He taught science and math for 44 years, so when Ray Magnani goes out to take pictures, he tends to look for and find more in what many people consider mundane.
Sometimes, he’ll take a drive in the country, or he’ll set out on a walk along a creek, and he’ll have a goal — to look at tree roots, or at leaves in the grass. “What kind of pictures,” he’ll ask himself, “can I make out of this little hike that I’m gonna take?”
Other times, as with many of the pictures in the series he submitted to earn a Division fellowship, his inspiration arrives unbidden.
“I was out shopping,” he recalls, “and as I was walking up to the store, I thought, Well I’m gonna look behind the store and see what’s in the back. And there was this great Dumpster with this great rust and broken paint.
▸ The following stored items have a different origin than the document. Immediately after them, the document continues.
//! # Path preparation module
//!
//! Turns a raw telemetry message into the inputs the MPC module needs: the
//! upcoming waypoints are rotated from the world frame into the vehicle
//! frame, a cubic polynomial is fitted through them by least squares, and the
//! initial tracking errors are evaluated at the vehicle origin.
//!
//! After the transform the vehicle sits at the origin of its own frame with
//! zero heading, so the solve always starts from x = y = psi = 0 and the
//! initial cross-track error is simply the polynomial's value at zero.

// ---------------------------------------------------------------------------
// IMPORTS
// ---------------------------------------------------------------------------

// External
use nalgebra::{DMatrix, DVector};
use thiserror::Error;

// Internal
use crate::mpc::types::N_PATH_COEFFS;
use crate::mpc::{PathCoefficients, VehicleState};
use comms_if::telem::TelemMsg;
use util::maths::{poly_der_val, poly_val};

// ---------------------------------------------------------------------------
// CONSTANTS
// ---------------------------------------------------------------------------

/// Order of the polynomial fitted through the waypoints, tied to the
/// coefficient count the solve boundary accepts.
pub const POLY_FIT_ORDER: usize = N_PATH_COEFFS - 1;

// ---------------------------------------------------------------------------
// DATA STRUCTURES
// ---------------------------------------------------------------------------

/// The prepared solve inputs plus the reference line for display.
#[derive(Debug, Clone)]
pub struct PreparedPath {
    /// Fitted reference polynomial in the vehicle frame.
    pub coeffs: PathCoefficients,

    /// Vehicle state in the vehicle frame, with the initial tracking errors
    /// evaluated against the fitted curve.
    pub state: VehicleState,

    /// Reference line x positions in the vehicle frame (the transformed
    /// waypoints), for display.
    pub ref_x: Vec<f64>,

    /// Reference line y positions in the vehicle frame (the fitted curve
    /// sampled at `ref_x`), for display.
    pub ref_y: Vec<f64>,
}

// ---------------------------------------------------------------------------
// ENUMERATIONS
// ---------------------------------------------------------------------------

/// Errors which can occur while preparing the path.
#[derive(Debug, Error)]
pub enum PathPrepError {
    #[error("Need at least {0} waypoints to fit an order {1} polynomial, got {2}")]
    NotEnoughWaypoints(usize, usize, usize),

    #[error("The least-squares fit failed: {0}")]
    FitFailed(&'static str),
}

// ---------------------------------------------------------------------------
// PUBLIC FUNCTIONS
// ---------------------------------------------------------------------------

/// Prepare the MPC inputs from a telemetry message.
pub fn prepare(telem: &TelemMsg) -> Result<PreparedPath, PathPrepError> {
    let (way_x, way_y) = to_vehicle_frame(telem);

    let coeffs = fit_polynomial(&way_x, &way_y, POLY_FIT_ORDER)?;

    // At the origin of the vehicle frame the cross-track error is just the
    // fitted curve's offset, and the heading error is the negated tangent
    // angle of the curve
    let cte = poly_val(&0.0, &coeffs.0);
    let epsi = -poly_der_val(&0.0, &coeffs.0).atan();

    let state = VehicleState {
        x: 0.0,
        y: 0.0,
        psi: 0.0,
        v: telem.speed,
        cte,
        epsi,
    };

    let ref_y = way_x.iter().map(|x| poly_val(x, &coeffs.0)).collect();

    Ok(PreparedPath {
        coeffs,
        state,
        ref_x: way_x,
        ref_y,
    })
}

/// Rotate the telemetry waypoints from the world frame into the vehicle
/// frame, so that the vehicle sits at the origin with zero heading.
pub fn to_vehicle_frame(telem: &TelemMsg) -> (Vec<f64>, Vec<f64>) {
    let cos_npsi = (-telem.psi).cos();
    let sin_npsi = (-telem.psi).sin();

    let mut xs = Vec::with_capacity(telem.ptsx.len());
    let mut ys = Vec::with_capacity(telem.ptsy.len());

    for (wx, wy) in telem.ptsx.iter().zip(telem.ptsy.iter()) {
        let dx = wx - telem.x;
        let dy = wy - telem.y;

        xs.push(dx * cos_npsi - dy * sin_npsi);
        ys.push(dx * sin_npsi + dy * cos_npsi);
    }

    (xs, ys)
}

/// Fit a polynomial of the given order through the points by least squares.
///
/// Returns the coefficients ordered lowest degree first.
pub fn fit_polynomial(
    xs: &[f64],
    ys: &[f64],
    order: usize,
) -> Result<PathCoefficients, PathPrepError> {
    if xs.len() < order + 1 {
        return Err(PathPrepError::NotEnoughWaypoints(order + 1, order, xs.len()));
    }

    // Vandermonde matrix of the sample positions
    let a = DMatrix::from_fn(xs.len(), order + 1, |r, c| xs[r].powi(c as i32));
    let b = DVector::from_column_slice(ys);

    let solution = a
        .svd(true, true)
        .solve(&b, 1e-12)
        .map_err(PathPrepError::FitFailed)?;

    Ok(PathCoefficients(solution.iter().cloned().collect()))
}

// ---------------------------------------------------------------------------
// TESTS
// ---------------------------------------------------------------------------

#[cfg(test)]
mod test {
    use super::*;

    #[test]
    fn test_frame_transform() {
        // Vehicle at (1, 1) heading along +y, waypoint one unit further
        // along +y is one unit straight ahead in the vehicle frame
        let telem = TelemMsg {
            ptsx: vec![1.0, 0.0],
            ptsy: vec![2.0, 1.0],
            x: 1.0,
            y: 1.0,
            psi: std::f64::consts::FRAC_PI_2,
            speed: 5.0,
        };

        let (xs, ys) = to_vehicle_frame(&telem);

        assert!((xs[0] - 1.0).abs() < 1e-12);
        assert!(ys[0].abs() < 1e-12);

        // A waypoint to the world -x side is to the vehicle's left (+y)
        assert!(xs[1].abs() < 1e-12);
        assert!((ys[1] - 1.0).abs() < 1e-12);
    }

    #[test]
    fn test_fit_recovers_exact_cubic() {
        let xs: Vec<f64> = vec![-4.0, -2.0, 0.0, 1.5, 3.0, 5.0];
        let truth = [1.0, 2.0, -0.5, 0.1];
        let ys: Vec<f64> = xs.iter().map(|x| poly_val(x, &truth)).collect();

        let coeffs = fit_polynomial(&xs, &ys, 3).unwrap();

        assert_eq!(coeffs.0.len(), 4);
        for (c, t) in coeffs.0.iter().zip(truth.iter()) {
            assert!((c - t).abs() < 1e-8, "got {:?}", coeffs.0);
        }
    }

    #[test]
    fn test_fit_rejects_too_few_waypoints() {
        assert!(matches!(
            fit_polynomial(&[0.0, 1.0], &[0.0, 1.0], 3),
            Err(PathPrepError::NotEnoughWaypoints(4, 3, 2))
        ));
    }

    #[test]
    fn test_prepare_initial_errors() {
        // A straight reference line offset by 0.5 to the vehicle's left
        let telem = TelemMsg {
            ptsx: vec![0.0, 2.0, 4.0, 6.0, 8.0],
            ptsy: vec![0.5, 0.5, 0.5, 0.5, 0.5],
            x: 0.0,
            y: 0.0,
            psi: 0.0,
            speed: 10.0,
        };

        let prepared = prepare(&telem).unwrap();

        assert!((prepared.state.cte - 0.5).abs() < 1e-8);
        assert!(prepared.state.epsi.abs() < 1e-8);
        assert_eq!(prepared.state.x, 0.0);
        assert_eq!(prepared.state.v, 10.0);

        // The display line follows the fitted curve
        assert_eq!(prepared.ref_x.len(), prepared.ref_y.len());
        for y in prepared.ref_y.iter() {
            assert!((y - 0.5).abs() < 1e-8);
        }
    }
}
I wasn’t planning to take that kind of picture that day, but I spent half an hour just walking around, crawling around with the Dumpters and the broken-down fence and all this garbage behind this store. And that started to get me thinking more and more in that direction.
“I start going out and saying, Let me find things that are decaying, that are rusting, that are falling apart, and what can I make out of this visually? Can I make a powerful, abstract image out of something that most people would just walk by without looking at twice?
“What are we seeing here? Why is that not just visually interesting but intellectually interesting?”
He got his first camera when he was about 12, and he hasn’t been without one since. In addition to math and science, he taught history and photography at the Newark Center for Creative Learning, a small private K-8 school from which he retired a year and half ago.
As a child, he always had a functioning darkroom. His father would print scores of Christmas card photos, and Ray would be running the chemicals. His father’s father made aerial photographs at an Oklahoma base during World War I using a camera that recorded images on 5-by-7 glass plates.
Through more than 50 years of making photographs, Magnani claims no one style. Sometimes he plans ahead — a multiple-exposure composition of an object from slightly different perspectives, for instance — and sometimes he’s struck by the way a feeling he has when he notices the light of a landscape.
The photos he submitted in earning a fellowship were inspired first by the bold colors and textures he noticed on that rusty old Dumpster, then by the natural process of oxidation that Magnani knows created them.
“Other than keeping us alive,” he says, “oxygen spends most of its time destroying almost everything we create. Oxidation, corrosion, rust — call it what you will, it cracks our plastics, peels our paint, ruins our cars, sinks our ships and knocks down our bridges.”
But that process itself, Magnani says, creates a deep beauty worthy of our attention.
His creativity is inspired more by the likes of whatever he can examine exactly where he stands than it is by organized photography expeditions to sites as breathtaking as Yosemite, or the Grand Tetons, or Costa Rica. The costs of such group trips can be prohibitive, he says, and so is the notion of mingling with a gaggle of photographers, each with a tripod perched in the same spot.
Lately, Magnani has been exploring the use of slow shutter speeds to capture different aspects of motion. He’s also grown fond of experimenting with lenses — he finds it easy to adapt old lenses to some new digital cameras. Last year, he took 31 photographs with 31 different lenses. He plans to expand that to 100 lenses.